My Dad leaves on Monday to go to Memphis for cancer treatments for his Ocular Melanoma that was discovered in August. He will have a plaque attached to his eye, which will be made of gold and contain a radioactive seed that will be focused at the cancer. He and my Mom will have to stay in Memphis for a week (because his radioactive eye will be tracked by Homeland Security and disallowed to cross state lines), and then the doctors will remove the plaque. The purpose of this treatment is to keep his cancer from spreading.

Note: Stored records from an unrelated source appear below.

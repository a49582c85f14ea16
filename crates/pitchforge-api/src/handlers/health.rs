//! Health check handler.

use axum::Json;
use axum::extract::State;
use axum::http::StatusCode;

use pitchforge_worker::metrics::{HealthReport, HealthStatus};

use crate::state::AppState;

/// GET /api/health
///
/// Answers 503 when the queue store is unreachable.
pub async fn health(State(state): State<AppState>) -> (StatusCode, Json<HealthReport>) {
    let report = state.health().await;
    let status = match report.status {
        HealthStatus::Unhealthy => StatusCode::SERVICE_UNAVAILABLE,
        HealthStatus::Healthy | HealthStatus::Degraded => StatusCode::OK,
    };
    (status, Json(report))
}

Although Ali has been praying for Pop to get “all better” for months, I have been afraid to use the “C” word with her. However, re-reading the above post brought tears to my eyes and reminded me of the positivity of a child, the faith of a child, and the encouragement that a child can bring. Such as this note that Ali chose to write during one of her quiet times, on this quite appropriate note card that she managed to find on her own:
So last night, I told Ali that Pop was going to Memphis for cancer treatments.
Her response was, “What even IS cancer? I’ve never known what that means all my life.”
— leave it to an adult to forget that kids don’t have their same traumatic associations with words.
But whether she understands or not, I’m glad she knows.
Because children have power.
Children’s actions have power.
Children’s prayers have even more power.
…and I personally think that God really likes to show off for children, just like He did for Ali and Miss Judy Green.